Claim 25A method for direct transformation of a plant at the time of flowering comprising: A) vernalizing and germinating initial seed to form said plant contacting aerial portions of said plant at the time of flowering with a mixture of Agrobacterium cells, said mixture comprising cells from a Agrobacterium strain harboring a vector with a DNA fragment and cells from said Agrobacterium strain harboring said vector with a second DNA fragment, said vector enabling said Agrobacterium cells to transfer said T-DNA to said plant; and
B) applying a vacuum to said plant portions in contact with said Agrobacterium cells at a first time, said vacuum of sufficient strength to force said Agrobacterium cells into intimate contact with said plant such that said Agrobacterium cells transfer T-DNA to cells of said plant at a second time to form a transformed plant, wherein said first time and said second time are the same or different.
Claim 33A method for direct plant transformation using plants at the time of flowering and Agrobacterium comprising: A) contacting aerial portions of at least one plant at the time of flowering with Agrobacterium cells, said Agrobacterium cells harboring a vector, said vector enabling said Agrobacterium cells to transfer T-DNA containing at least one gene or gene fragment and a selectable marker gene to said plant;
B) applying a vacuum to said plant portions in contact with said Agrobacterium cells at a first time, said vacuum of sufficient strength to force said Agrobacterium cells into intimate contact with said plant such that said Agrobacterium cells transfer said T-DNA to cells of said plant at a second time to form a transformed plant, wherein said first time and said second time are the same or different;
C) allowing said transformed plant to grow to maturity and set seed;
D) germinating said seed to form progeny;
E) exposing said progeny to an agent enabling detection of selectable marker gene expression; and
F) selecting for progeny expressing said selectable marker gene and at least one gene, said expression of said selectable marker gene and at least one gene indicating gene transfer.
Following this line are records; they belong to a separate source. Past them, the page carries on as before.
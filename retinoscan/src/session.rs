//! State of one analysis page.
//!
//! A [`Session`] is replaced, never mutated in place: every UI or worker event goes
//! through [`Session::apply`], and a run is opened with [`Session::start`].

use crate::{Prediction, Report};
use serde::{Deserialize, Serialize};
use thiserror::Error;

#[derive(Debug, Clone, Default, PartialEq, Eq)]
pub enum ModelStatus {
    #[default]
    Loading,
    Ready,
    Unavailable(String),
}

#[derive(Debug, Clone, Copy, PartialEq, Eq, Serialize, Deserialize)]
pub enum SourceKind {
    Image,
    Camera,
}

#[derive(Debug, Clone, Default, PartialEq, Eq)]
pub enum Source {
    #[default]
    None,
    /// Chosen but without a frame yet: image still decoding, camera starting.
    Pending(SourceKind),
    Ready(SourceKind),
    CameraDenied(String),
}

impl Source {
    pub fn kind(&self) -> Option<SourceKind> {
        match self {
            Source::Pending(kind) | Source::Ready(kind) => Some(*kind),
            Source::None | Source::CameraDenied(_) => None,
        }
    }
}

#[derive(Debug, Clone, Copy, PartialEq, Eq, Hash, Serialize, Deserialize)]
pub struct RequestId(u64);

impl std::fmt::Display for RequestId {
    fn fmt(&self, f: &mut std::fmt::Formatter<'_>) -> std::fmt::Result {
        write!(f, "#{}", self.0)
    }
}

/// Why the run action is disabled.
#[derive(Debug, Clone, Copy, PartialEq, Eq, Error)]
pub enum Blocked {
    #[error("model is still loading")]
    ModelLoading,
    #[error("model unavailable")]
    ModelUnavailable,
    #[error("no image or camera selected")]
    NoSource,
    #[error("source has no frame yet")]
    SourceNotReady,
    #[error("analysis already running")]
    Busy,
}

#[derive(Debug, Clone, PartialEq)]
pub enum Event {
    ModelLoaded,
    ModelFailed(String),
    ImageSelected,
    CameraRequested,
    SourceReady(SourceKind),
    CameraDenied(String),
    /// The selected source could not be decoded or played.
    SourceFailed(SourceKind, String),
    /// The source had no frame when the request was about to be sent.
    FrameUnavailable(RequestId),
    Completed(RequestId, Prediction),
    Failed(RequestId, String),
    TimedOut(RequestId),
}

#[derive(Debug, Clone, Copy, PartialEq, Eq)]
struct InFlight {
    id: RequestId,
    source: SourceKind,
}

#[derive(Debug, Clone, Default, PartialEq)]
pub struct Session {
    model: ModelStatus,
    source: Source,
    pending: Option<InFlight>,
    issued: u64,
    prediction: Option<(Prediction, SourceKind)>,
    notice: Option<String>,
}

impl Session {
    pub fn model(&self) -> &ModelStatus {
        &self.model
    }

    pub fn source(&self) -> &Source {
        &self.source
    }

    pub fn pending(&self) -> Option<RequestId> {
        self.pending.map(|flight| flight.id)
    }

    /// Source the in-flight request was taken from.
    pub fn pending_source(&self) -> Option<SourceKind> {
        self.pending.map(|flight| flight.source)
    }

    pub fn is_busy(&self) -> bool {
        self.pending.is_some()
    }

    pub fn prediction(&self) -> Option<&Prediction> {
        self.prediction.as_ref().map(|(prediction, _)| prediction)
    }

    pub fn report(&self) -> Option<Report<'_>> {
        self.prediction
            .as_ref()
            .map(|(prediction, source)| Report::new(prediction, *source))
    }

    /// Last user-facing message: camera denial, timeout, failed analysis.
    pub fn notice(&self) -> Option<&str> {
        self.notice.as_deref()
    }

    pub fn blocker(&self) -> Option<Blocked> {
        match (&self.model, &self.source) {
            (ModelStatus::Loading, _) => Some(Blocked::ModelLoading),
            (ModelStatus::Unavailable(_), _) => Some(Blocked::ModelUnavailable),
            _ if self.pending.is_some() => Some(Blocked::Busy),
            (_, Source::None | Source::CameraDenied(_)) => Some(Blocked::NoSource),
            (_, Source::Pending(_)) => Some(Blocked::SourceNotReady),
            (ModelStatus::Ready, Source::Ready(_)) => None,
        }
    }

    pub fn can_run(&self) -> bool {
        self.blocker().is_none()
    }

    /// Opens a request. The session stays busy until a reply, a timeout or a
    /// source change settles it.
    pub fn start(&self) -> Result<(Session, RequestId), Blocked> {
        if let Some(blocked) = self.blocker() {
            return Err(blocked);
        }
        let source = self.source.kind().ok_or(Blocked::NoSource)?;
        let id = RequestId(self.issued + 1);
        let next = Session {
            pending: Some(InFlight { id, source }),
            issued: id.0,
            notice: None,
            ..self.clone()
        };
        Ok((next, id))
    }

    pub fn apply(self, event: Event) -> Session {
        match event {
            Event::ModelLoaded => match self.model {
                ModelStatus::Loading => Session {
                    model: ModelStatus::Ready,
                    ..self
                },
                _ => self,
            },
            Event::ModelFailed(reason) => match self.model {
                ModelStatus::Loading => Session {
                    model: ModelStatus::Unavailable(reason),
                    ..self
                },
                _ => self,
            },
            Event::ImageSelected => self.switch_source(Source::Pending(SourceKind::Image)),
            Event::CameraRequested => self.switch_source(Source::Pending(SourceKind::Camera)),
            Event::SourceReady(kind) => match self.source {
                Source::Pending(current) if current == kind => Session {
                    source: Source::Ready(kind),
                    ..self
                },
                _ => self,
            },
            Event::CameraDenied(reason) => match self.source {
                Source::Pending(SourceKind::Camera) | Source::Ready(SourceKind::Camera) => {
                    Session {
                        source: Source::CameraDenied(reason.clone()),
                        pending: None,
                        notice: Some(format!("Camera unavailable: {reason}")),
                        ..self
                    }
                }
                _ => self,
            },
            Event::SourceFailed(kind, reason) => match self.source.kind() {
                Some(current) if current == kind => {
                    let what = match kind {
                        SourceKind::Image => "Image could not be decoded",
                        SourceKind::Camera => "Camera stream failed",
                    };
                    Session {
                        source: Source::None,
                        pending: None,
                        notice: Some(format!("{what}: {reason}")),
                        ..self
                    }
                }
                _ => self,
            },
            Event::FrameUnavailable(id) => match self.pending {
                Some(flight) if flight.id == id => {
                    let source = match self.source {
                        Source::Ready(kind) => Source::Pending(kind),
                        other => other,
                    };
                    Session {
                        source,
                        pending: None,
                        notice: Some(
                            "No frame available yet, try again in a moment.".to_string(),
                        ),
                        ..self
                    }
                }
                _ => self,
            },
            Event::Completed(id, prediction) => match self.pending {
                Some(flight) if flight.id == id => Session {
                    pending: None,
                    prediction: Some((prediction, flight.source)),
                    notice: None,
                    ..self
                },
                _ => self,
            },
            Event::Failed(id, reason) => match self.pending {
                Some(flight) if flight.id == id => Session {
                    pending: None,
                    notice: Some(format!("Analysis failed: {reason}")),
                    ..self
                },
                _ => self,
            },
            Event::TimedOut(id) => match self.pending {
                Some(flight) if flight.id == id => Session {
                    pending: None,
                    notice: Some("Analysis timed out.".to_string()),
                    ..self
                },
                _ => self,
            },
        }
    }

    fn switch_source(self, source: Source) -> Session {
        Session {
            source,
            pending: None,
            notice: None,
            ..self
        }
    }
}

#[cfg(test)]
mod tests {
    use super::*;
    use crate::{Confidence, Stage};

    fn ready_session() -> Session {
        Session::default()
            .apply(Event::ModelLoaded)
            .apply(Event::ImageSelected)
            .apply(Event::SourceReady(SourceKind::Image))
    }

    fn prediction(stage: Stage, score: f32) -> Prediction {
        Prediction {
            stage,
            confidence: Confidence::from_score(score),
        }
    }

    #[test]
    fn run_is_disabled_until_model_and_source_are_ready() {
        let session = Session::default();
        assert_eq!(session.blocker(), Some(Blocked::ModelLoading));

        let session = session.apply(Event::ImageSelected);
        assert_eq!(session.blocker(), Some(Blocked::ModelLoading));

        let session = session.apply(Event::ModelLoaded);
        assert_eq!(session.blocker(), Some(Blocked::SourceNotReady));

        let session = session.apply(Event::SourceReady(SourceKind::Image));
        assert!(session.can_run());
    }

    #[test]
    fn model_ready_without_source_is_blocked() {
        let session = Session::default().apply(Event::ModelLoaded);
        assert_eq!(session.blocker(), Some(Blocked::NoSource));
    }

    #[test]
    fn model_failure_disables_run_for_good() {
        let session = Session::default()
            .apply(Event::ModelFailed("404".into()))
            .apply(Event::ImageSelected)
            .apply(Event::SourceReady(SourceKind::Image))
            .apply(Event::ModelLoaded);
        assert_eq!(session.model(), &ModelStatus::Unavailable("404".into()));
        assert_eq!(session.start().unwrap_err(), Blocked::ModelUnavailable);
    }

    #[test]
    fn second_run_is_refused_while_one_is_pending() {
        let (busy, _) = ready_session().start().unwrap();
        assert_eq!(busy.start().unwrap_err(), Blocked::Busy);
    }

    #[test]
    fn completion_replaces_prediction() {
        let (busy, first) = ready_session().start().unwrap();
        let done = busy.apply(Event::Completed(first, prediction(Stage::MildNpdr, 0.8)));
        assert!(done.can_run());

        let (busy, second) = done.start().unwrap();
        assert_ne!(first, second);
        let done = busy.apply(Event::Completed(second, prediction(Stage::ProliferativeDr, 0.9)));
        assert_eq!(done.prediction().unwrap().stage, Stage::ProliferativeDr);
    }

    #[test]
    fn stale_replies_are_ignored() {
        let (busy, id) = ready_session().start().unwrap();
        let timed_out = busy.apply(Event::TimedOut(id));
        assert_eq!(timed_out.notice(), Some("Analysis timed out."));

        let late = timed_out
            .clone()
            .apply(Event::Completed(id, prediction(Stage::SevereNpdr, 0.7)));
        assert_eq!(late, timed_out);
        assert!(late.prediction().is_none());
    }

    #[test]
    fn switching_source_drops_the_pending_request() {
        let (busy, id) = ready_session().start().unwrap();
        let switched = busy.apply(Event::CameraRequested);
        assert!(!switched.is_busy());
        assert_eq!(switched.blocker(), Some(Blocked::SourceNotReady));

        let after = switched.apply(Event::Completed(id, prediction(Stage::MildNpdr, 0.5)));
        assert!(after.prediction().is_none());
    }

    #[test]
    fn camera_denial_is_reported() {
        let session = Session::default()
            .apply(Event::ModelLoaded)
            .apply(Event::CameraRequested)
            .apply(Event::CameraDenied("NotAllowedError".into()));
        assert_eq!(session.blocker(), Some(Blocked::NoSource));
        assert_eq!(
            session.notice(),
            Some("Camera unavailable: NotAllowedError")
        );
    }

    #[test]
    fn camera_denial_after_switching_to_image_is_ignored() {
        let session = ready_session().apply(Event::CameraDenied("late".into()));
        assert!(session.can_run());
    }

    #[test]
    fn undecodable_image_is_reported() {
        let session = Session::default()
            .apply(Event::ModelLoaded)
            .apply(Event::ImageSelected)
            .apply(Event::SourceFailed(SourceKind::Image, "unsupported format".into()));
        assert_eq!(session.source(), &Source::None);
        assert_eq!(session.blocker(), Some(Blocked::NoSource));
        assert_eq!(
            session.notice(),
            Some("Image could not be decoded: unsupported format")
        );
    }

    #[test]
    fn failure_of_another_source_is_ignored() {
        let session = ready_session().apply(Event::SourceFailed(SourceKind::Camera, "stale".into()));
        assert!(session.can_run());
        assert_eq!(session.notice(), None);

        let (busy, _) = ready_session().start().unwrap();
        let failed = busy.apply(Event::SourceFailed(SourceKind::Image, "gone".into()));
        assert!(!failed.is_busy());
        assert_eq!(failed.blocker(), Some(Blocked::NoSource));
    }

    #[test]
    fn missing_frame_puts_source_back_to_pending() {
        let (busy, id) = ready_session().start().unwrap();
        let session = busy.apply(Event::FrameUnavailable(id));
        assert_eq!(session.source(), &Source::Pending(SourceKind::Image));
        assert_eq!(session.blocker(), Some(Blocked::SourceNotReady));
    }

    #[test]
    fn readiness_of_the_other_source_is_ignored() {
        let session = Session::default()
            .apply(Event::ModelLoaded)
            .apply(Event::CameraRequested)
            .apply(Event::SourceReady(SourceKind::Image));
        assert_eq!(session.source(), &Source::Pending(SourceKind::Camera));
    }

    #[test]
    fn report_remembers_where_the_frame_came_from() {
        let session = Session::default()
            .apply(Event::ModelLoaded)
            .apply(Event::CameraRequested)
            .apply(Event::SourceReady(SourceKind::Camera));
        let (busy, id) = session.start().unwrap();
        assert_eq!(busy.pending_source(), Some(SourceKind::Camera));

        let done = busy
            .apply(Event::Completed(id, prediction(Stage::MildNpdr, 0.8)))
            .apply(Event::ImageSelected);
        assert_eq!(done.report().unwrap().source, SourceKind::Camera);
    }

    #[test]
    fn failure_keeps_previous_prediction() {
        let (busy, id) = ready_session().start().unwrap();
        let done = busy.apply(Event::Completed(id, prediction(Stage::MildNpdr, 0.8)));
        let (busy, id) = done.start().unwrap();
        let failed = busy.apply(Event::Failed(id, "oom".into()));
        assert_eq!(failed.prediction().unwrap().stage, Stage::MildNpdr);
        assert_eq!(failed.notice(), Some("Analysis failed: oom"));
        assert!(failed.can_run());
    }
}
Claim 36A method for direct transformation of a plant at the time of flowering comprising: A) vernalizing and germinating initial seed to form said plant;
B) contacting aerial portions of said plant at the time of flowering with Agrobacterium cells, said Agrobacterium cells harboring a vector, said vector enabling said Agrobacteriumcells to transfer T-DNA containing at least one gene or gene fragment and a selectable marker gene to said plant;
C) applying a vacuum to said plant portions in contact with said Agrobacterium cells at a first time, said vacuum of sufficient strength to force said Agrobacterium cells into intimate contact with said plant such that said Agrobacterium cells transfer said T-DNA to cells of said plant at a second time to form a transformed plant, wherein said first time and said second time are the same or different;
D) allowing said transformed plant to grow to maturity and set seed; germinating said seed to form progeny;
E) exposing said progeny to an agent enabling detection of selectable marker gene expression; and
F) selecting for progeny expressing said selectable marker gene and at least one gene, said expression of said selectable marker gene and at least one gene indicating gene transfer.